Task brief.
The required output is the line that contains "three downfall windows" plus every line after it in the listing below, copied exactly as it appears.

Provided material.
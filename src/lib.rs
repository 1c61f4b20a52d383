//! Trikona: deterministic numerology triangle engine
//!
//! Pipeline: date → seed digits A–D → triangle E–R → reads → signal scan

pub mod core;
pub mod types;

// =============================================================================
// POSITION SETS [C] - triangle geometry
// =============================================================================

/// Positions on the left slope of the triangle
pub const LEFT_POSITIONS: [char; 7] = ['A', 'B', 'E', 'H', 'K', 'N', 'Q'];

/// Positions on the right slope of the triangle
pub const RIGHT_POSITIONS: [char; 7] = ['C', 'D', 'F', 'J', 'M', 'O', 'R'];

/// Spine positions between the slopes
pub const MIDDLE_POSITIONS: [char; 4] = ['G', 'I', 'L', 'P'];

/// Positions counted as positive in the polarity summary
pub const POLARITY_POSITIVE: [char; 4] = ['C', 'D', 'F', 'G'];

/// Positions counted as negative in the polarity summary
pub const POLARITY_NEGATIVE: [char; 3] = ['A', 'B', 'E'];

// =============================================================================
// SCANNER CONSTANTS [C] - fixed rule memberships, preserved verbatim
// =============================================================================

/// Pairing groups for the A↔D / B↔C rule; equal digits also pair
pub const PAIR_GROUPS: [[u8; 2]; 4] = [[1, 6], [2, 7], [3, 8], [4, 9]];

/// Digits that form the leader pattern across C, D, F, G, K, L
pub const LEADER_DIGITS: [u8; 3] = [1, 2, 3];

/// Read values that open a downfall window (yearly/monthly only)
pub const DOWNFALL_READS: [u32; 2] = [18, 81];

/// Age ceilings of the three downfall windows
pub const DOWNFALL_AGE_WINDOWS: [u32; 3] = [27, 36, 45];

/// Occurrence count at which downfall risk extends past the last age ceiling
pub const DOWNFALL_ESCALATION_COUNT: usize = 3;

/// Compound read range: two concatenated decimal digits
pub const COMPOUND_READ_MIN: u32 = 10;
pub const COMPOUND_READ_MAX: u32 = 99;

// =============================================================================
// VERSION
// =============================================================================

pub const VERSION: &str = "1.0.0";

The answer.
/// Age ceilings of the three downfall windows
pub const DOWNFALL_AGE_WINDOWS: [u32; 3] = [27, 36, 45];

/// Occurrence count at which downfall risk extends past the last age ceiling
pub const DOWNFALL_ESCALATION_COUNT: usize = 3;

/// Compound read range: two concatenated decimal digits
pub const COMPOUND_READ_MIN: u32 = 10;
pub const COMPOUND_READ_MAX: u32 = 99;

// =============================================================================
// VERSION
// =============================================================================

pub const VERSION: &str = "1.0.0";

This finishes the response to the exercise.